#### ABOUT THIS TASK:
Each line of the entries that contains the word "first" adds one. Reply with the resulting number only.

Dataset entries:
+ + + +
#![cfg(feature = "reqwest")]

mod common;

// crates.io
use httpmock::prelude::*;
use time::{Duration, OffsetDateTime};
// self
use common::*;
use xbl_auth::{
	error::{ConfigError, Error},
	flows::ChainState,
};

const XERR_CHILD: u64 = 2_148_916_238;

#[tokio::test]
async fn authorization_code_builds_full_chain() {
	let server = MockServer::start_async().await;
	let manager = manager(&server);
	let token = server
		.mock_async(|when, then| {
			when.method(POST).path("/oauth20_token.srf").body_includes("code=auth-code");
			then.status(200)
				.header("content-type", "application/json")
				.body(oauth_body("access", "refresh", 3600));
		})
		.await;
	let user = server
		.mock_async(|when, then| {
			when.method(POST)
				.path("/user/authenticate")
				.header("x-xbl-contract-version", "1")
				.body_includes(r#""RpsTicket":"d=access""#)
				.body_includes(r#""SiteName":"user.auth.xboxlive.com""#);
			then.status(200)
				.header("content-type", "application/json")
				.body(xbox_token_body("user-token", Duration::days(14)));
		})
		.await;
	let xsts = server
		.mock_async(|when, then| {
			when.method(POST)
				.path("/xsts/authorize")
				.header("x-xbl-contract-version", "1")
				.body_includes(r#""UserTokens":["user-token"]"#)
				.body_includes(r#""SandboxId":"RETAIL""#);
			then.status(200)
				.header("content-type", "application/json")
				.body(xbox_token_body("xsts-token", Duration::hours(16)));
		})
		.await;

	assert_eq!(manager.state(), ChainState::Absent);

	manager.request_tokens("auth-code").await.expect("Authorization code chain should complete.");

	token.assert_async().await;
	user.assert_async().await;
	xsts.assert_async().await;

	assert_eq!(manager.state(), ChainState::Valid);
	assert_eq!(
		manager.authorization_header_value().expect("Header should build from the chain."),
		"XBL3.0 x=abcdefg;xsts-token"
	);

	let oauth = manager.oauth_token().expect("OAuth token should be held.");

	assert_eq!(oauth.user_id.as_deref(), Some("a1b2c3d4e5f6"));
	assert_eq!(
		manager.service_token().and_then(|s| s.gamertag().map(str::to_owned)).as_deref(),
		Some("e")
	);
}

#[tokio::test]
async fn refresh_renews_only_expired_tokens() {
	let server = MockServer::start_async().await;
	let manager = manager(&server);
	let token = server
		.mock_async(|when, then| {
			when.method(POST).path("/oauth20_token.srf").body_includes("grant_type=authorization_code");
			then.status(200)
				.header("content-type", "application/json")
				.body(oauth_body("access", "refresh", 3600));
		})
		.await;
	let user = server
		.mock_async(|when, then| {
			when.method(POST).path("/user/authenticate");
			then.status(200)
				.header("content-type", "application/json")
				.body(xbox_token_body("user-token", Duration::days(14)));
		})
		.await;
	let xsts = server
		.mock_async(|when, then| {
			when.method(POST).path("/xsts/authorize");
			then.status(200)
				.header("content-type", "application/json")
				.body(xbox_token_body("xsts-token", Duration::minutes(15)));
		})
		.await;

	manager.request_tokens("auth-code").await.expect("Initial chain should complete.");

	let t0 = manager.oauth_token().expect("OAuth token should be held.").issued_at;

	// The OAuth token lives for an hour; the service token has lapsed by the half-hour mark.
	manager
		.refresh_tokens_at(t0 + Duration::seconds(1800))
		.await
		.expect("Refresh at half-life should succeed.");

	token.assert_calls_async(1).await;
	user.assert_calls_async(1).await;
	xsts.assert_calls_async(2).await;

	assert_eq!(manager.refresh_metrics.refreshed_tokens(), 1);
	assert_eq!(manager.refresh_metrics.successes(), 1);
}

#[tokio::test]
async fn refresh_uses_refresh_grant_for_expired_oauth_token() {
	let server = MockServer::start_async().await;
	let manager = manager(&server);

	server
		.mock_async(|when, then| {
			when.method(POST).path("/oauth20_token.srf").body_includes("grant_type=authorization_code");
			then.status(200)
				.header("content-type", "application/json")
				.body(oauth_body("access", "refresh", 3600));
		})
		.await;

	let refresh = server
		.mock_async(|when, then| {
			when.method(POST)
				.path("/oauth20_token.srf")
				.body_includes("grant_type=refresh_token")
				.body_includes("refresh_token=refresh");
			then.status(200)
				.header("content-type", "application/json")
				.body(oauth_body("access-2", "refresh-2", 3600));
		})
		.await;
	let user = server
		.mock_async(|when, then| {
			when.method(POST).path("/user/authenticate");
			then.status(200)
				.header("content-type", "application/json")
				.body(xbox_token_body("user-token", Duration::days(14)));
		})
		.await;
	let xsts = server
		.mock_async(|when, then| {
			when.method(POST).path("/xsts/authorize");
			then.status(200)
				.header("content-type", "application/json")
				.body(xbox_token_body("xsts-token", Duration::hours(16)));
		})
		.await;

	manager.request_tokens("auth-code").await.expect("Initial chain should complete.");
	manager
		.refresh_tokens_at(OffsetDateTime::now_utc() + Duration::hours(2))
		.await
		.expect("Expired OAuth token should be refreshed.");

	refresh.assert_calls_async(1).await;
	user.assert_calls_async(1).await;
	xsts.assert_calls_async(1).await;

	let oauth = manager.oauth_token().expect("Refreshed OAuth token should be held.");

	assert_eq!(oauth.access_token.expose(), "access-2");
	assert_eq!(oauth.refresh_token.as_ref().map(|secret| secret.expose()), Some("refresh-2"));
}

#[tokio::test]
async fn concurrent_refreshes_share_one_round_trip() {
	let server = MockServer::start_async().await;
	let manager = manager(&server);

	server
		.mock_async(|when, then| {
			when.method(POST).path("/oauth20_token.srf");
			then.status(200)
				.header("content-type", "application/json")
				.body(oauth_body("access", "refresh", 3600));
		})
		.await;
	server
		.mock_async(|when, then| {
			when.method(POST).path("/user/authenticate");
			then.status(200)
				.header("content-type", "application/json")
				.body(xbox_token_body("user-token", Duration::days(14)));
		})
		.await;

	let mut stale = server
		.mock_async(|when, then| {
			when.method(POST).path("/xsts/authorize");
			then.status(200).header("content-type", "application/json").body(xbox_token_body_at(
				"stale-xsts",
				OffsetDateTime::now_utc() - Duration::hours(2),
				Duration::hours(1),
			));
		})
		.await;

	manager.request_tokens("auth-code").await.expect("Initial chain should complete.");

	assert_eq!(manager.state(), ChainState::Expired);

	stale.delete_async().await;

	let fresh = server
		.mock_async(|when, then| {
			when.method(POST).path("/xsts/authorize");
			then.status(200)
				.header("content-type", "application/json")
				.body(xbox_token_body("fresh-xsts", Duration::hours(16)));
		})
		.await;
	let (first, second) = tokio::join!(manager.refresh_tokens(), manager.refresh_tokens());

	first.expect("First concurrent refresh should succeed.");
	second.expect("Second concurrent refresh should succeed.");
	fresh.assert_calls_async(1).await;

	assert_eq!(manager.state(), ChainState::Valid);
	assert_eq!(manager.refresh_metrics.attempts(), 2);
}

#[tokio::test]
async fn xsts_unauthorized_invalidates_chain() {
	let server = MockServer::start_async().await;
	let manager = manager(&server);

	server
		.mock_async(|when, then| {
			when.method(POST).path("/oauth20_token.srf");
			then.status(200)
				.header("content-type", "application/json")
				.body(oauth_body("access", "refresh", 3600));
		})
		.await;
	server
		.mock_async(|when, then| {
			when.method(POST).path("/user/authenticate");
			then.status(200)
				.header("content-type", "application/json")
				.body(xbox_token_body("user-token", Duration::days(14)));
		})
		.await;

	let xsts = server
		.mock_async(|when, then| {
			when.method(POST).path("/xsts/authorize");
			then.status(401)
				.header("content-type", "application/json")
				.body(format!(r#"{{"Identity":"0","XErr":{XERR_CHILD},"Message":"","Redirect":""}}"#));
		})
		.await;
	let err = manager
		.request_tokens("auth-code")
		.await
		.expect_err("XSTS 401 should fail the chain.");

	assert!(matches!(err, Error::IneligibleAccount { xerr: Some(XERR_CHILD), .. }));
	assert!(err.is_terminal());
	assert_eq!(manager.state(), ChainState::InvalidCredentials);

	let err = manager.refresh_tokens().await.expect_err("Invalidated chain should not refresh.");

	assert!(matches!(err, Error::InvalidCredentials));
	xsts.assert_calls_async(1).await;
}

#[tokio::test]
async fn xsts_error_code_is_read_from_header() {
	let server = MockServer::start_async().await;
	let manager = manager(&server);

	server
		.mock_async(|when, then| {
			when.method(POST).path("/oauth20_token.srf");
			then.status(200)
				.header("content-type", "application/json")
				.body(oauth_body("access", "refresh", 3600));
		})
		.await;
	server
		.mock_async(|when, then| {
			when.method(POST).path("/user/authenticate");
			then.status(200)
				.header("content-type", "application/json")
				.body(xbox_token_body("user-token", Duration::days(14)));
		})
		.await;
	server
		.mock_async(|when, then| {
			when.method(POST).path("/xsts/authorize");
			then.status(401).header("x-err", "2148916233");
		})
		.await;

	let err = manager
		.request_tokens("auth-code")
		.await
		.expect_err("XSTS 401 without a body should still fail the chain.");
	let Error::IneligibleAccount { xerr, reason } = err else {
		panic!("XSTS 401 should map to an ineligible account.");
	};

	assert_eq!(xerr, Some(2_148_916_233));
	assert!(reason.contains("no Xbox profile"));
}

#[tokio::test]
async fn refresh_without_tokens_needs_authorization() {
	let server = MockServer::start_async().await;
	let manager = manager(&server);
	let err = manager.refresh_tokens().await.expect_err("Empty chain should not refresh.");

	assert!(matches!(err, Error::Config(ConfigError::MissingRefreshToken)));
	assert_eq!(manager.refresh_metrics.failures(), 1);
}

#[tokio::test]
async fn rejected_code_surfaces_authentication_error() {
	let server = MockServer::start_async().await;
	let manager = manager(&server);

	server
		.mock_async(|when, then| {
			when.method(POST).path("/oauth20_token.srf");
			then.status(400).header("content-type", "application/json").body(
				r#"{"error":"invalid_grant","error_description":"The provided value for the 'code' parameter is not valid."}"#,
			);
		})
		.await;

	let err = manager.request_tokens("bad-code").await.expect_err("Invalid code should fail.");

	assert!(matches!(err, Error::Authentication { .. }));
	assert_eq!(manager.state(), ChainState::Absent);
	assert!(manager.oauth_token().is_none());
}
+ + + +
#### EXERCISE RESULT:
2